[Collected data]
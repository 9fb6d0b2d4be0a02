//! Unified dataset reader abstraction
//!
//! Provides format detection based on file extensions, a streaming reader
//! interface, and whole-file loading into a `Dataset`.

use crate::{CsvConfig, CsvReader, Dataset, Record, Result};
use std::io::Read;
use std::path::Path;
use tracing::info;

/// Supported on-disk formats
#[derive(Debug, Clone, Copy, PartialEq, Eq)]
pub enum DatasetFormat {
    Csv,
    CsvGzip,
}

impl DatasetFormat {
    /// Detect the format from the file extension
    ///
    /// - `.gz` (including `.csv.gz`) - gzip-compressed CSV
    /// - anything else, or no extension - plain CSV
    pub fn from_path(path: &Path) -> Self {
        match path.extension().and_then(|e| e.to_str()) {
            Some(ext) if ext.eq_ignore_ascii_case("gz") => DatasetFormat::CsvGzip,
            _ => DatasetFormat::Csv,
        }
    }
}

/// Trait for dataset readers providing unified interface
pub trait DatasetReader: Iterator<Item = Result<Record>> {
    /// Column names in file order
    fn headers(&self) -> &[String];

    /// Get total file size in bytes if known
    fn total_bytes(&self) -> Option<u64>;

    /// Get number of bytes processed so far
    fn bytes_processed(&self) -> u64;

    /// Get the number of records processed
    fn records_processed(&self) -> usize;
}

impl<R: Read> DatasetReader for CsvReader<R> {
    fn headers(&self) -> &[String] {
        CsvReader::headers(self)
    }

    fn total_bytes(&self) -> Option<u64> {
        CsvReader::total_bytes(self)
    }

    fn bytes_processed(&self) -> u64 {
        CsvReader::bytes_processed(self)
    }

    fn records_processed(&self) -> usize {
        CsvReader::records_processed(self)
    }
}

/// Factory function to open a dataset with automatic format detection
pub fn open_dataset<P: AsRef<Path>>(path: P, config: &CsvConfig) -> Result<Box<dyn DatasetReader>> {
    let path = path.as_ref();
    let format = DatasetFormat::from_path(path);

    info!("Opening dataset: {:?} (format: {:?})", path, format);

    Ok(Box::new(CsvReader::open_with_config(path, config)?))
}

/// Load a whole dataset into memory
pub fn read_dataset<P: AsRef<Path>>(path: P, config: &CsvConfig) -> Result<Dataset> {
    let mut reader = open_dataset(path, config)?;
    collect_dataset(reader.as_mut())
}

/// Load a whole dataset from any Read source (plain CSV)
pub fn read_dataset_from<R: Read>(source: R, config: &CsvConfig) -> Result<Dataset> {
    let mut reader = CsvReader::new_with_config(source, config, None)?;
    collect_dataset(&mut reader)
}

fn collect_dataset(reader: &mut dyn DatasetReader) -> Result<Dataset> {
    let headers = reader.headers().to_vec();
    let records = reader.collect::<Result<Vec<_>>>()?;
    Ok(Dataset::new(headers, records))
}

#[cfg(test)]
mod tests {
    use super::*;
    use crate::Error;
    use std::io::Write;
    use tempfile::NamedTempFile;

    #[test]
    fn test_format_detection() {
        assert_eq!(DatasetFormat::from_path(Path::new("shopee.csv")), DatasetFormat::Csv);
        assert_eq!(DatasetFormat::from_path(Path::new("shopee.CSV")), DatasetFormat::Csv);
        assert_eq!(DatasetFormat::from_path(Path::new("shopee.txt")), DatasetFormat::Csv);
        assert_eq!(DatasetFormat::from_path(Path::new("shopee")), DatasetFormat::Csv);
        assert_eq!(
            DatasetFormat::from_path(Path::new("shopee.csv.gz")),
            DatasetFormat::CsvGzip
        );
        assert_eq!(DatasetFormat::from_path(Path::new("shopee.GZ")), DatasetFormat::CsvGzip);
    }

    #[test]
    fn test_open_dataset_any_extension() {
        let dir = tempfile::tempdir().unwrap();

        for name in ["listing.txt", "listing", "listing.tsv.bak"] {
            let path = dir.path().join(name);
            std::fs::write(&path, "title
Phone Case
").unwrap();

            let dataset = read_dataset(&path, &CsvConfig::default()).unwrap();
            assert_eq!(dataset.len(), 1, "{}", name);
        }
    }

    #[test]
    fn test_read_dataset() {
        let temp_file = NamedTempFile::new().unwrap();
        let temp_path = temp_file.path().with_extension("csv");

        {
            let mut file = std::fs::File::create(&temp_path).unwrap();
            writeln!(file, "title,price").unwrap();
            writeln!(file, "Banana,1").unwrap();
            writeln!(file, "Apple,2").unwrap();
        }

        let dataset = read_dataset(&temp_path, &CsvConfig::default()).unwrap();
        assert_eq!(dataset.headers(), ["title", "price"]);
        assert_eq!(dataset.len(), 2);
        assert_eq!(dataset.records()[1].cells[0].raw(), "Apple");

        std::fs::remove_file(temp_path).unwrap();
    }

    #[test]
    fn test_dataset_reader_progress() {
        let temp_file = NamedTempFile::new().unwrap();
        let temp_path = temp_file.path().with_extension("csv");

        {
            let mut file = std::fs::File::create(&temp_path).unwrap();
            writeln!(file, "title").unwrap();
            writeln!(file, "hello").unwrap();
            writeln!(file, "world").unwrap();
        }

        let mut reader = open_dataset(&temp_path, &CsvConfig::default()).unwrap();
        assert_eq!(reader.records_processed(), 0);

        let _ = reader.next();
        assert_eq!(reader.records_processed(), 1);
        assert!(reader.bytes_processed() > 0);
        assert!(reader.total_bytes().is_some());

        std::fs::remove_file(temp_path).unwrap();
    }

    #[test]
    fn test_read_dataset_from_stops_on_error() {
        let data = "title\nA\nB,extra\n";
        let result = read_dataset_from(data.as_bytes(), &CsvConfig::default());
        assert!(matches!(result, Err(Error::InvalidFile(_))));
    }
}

→ Try it: Give the count of lines in the entries above that hold the word "DatasetReader", with no other words.

→ Expected answer: 4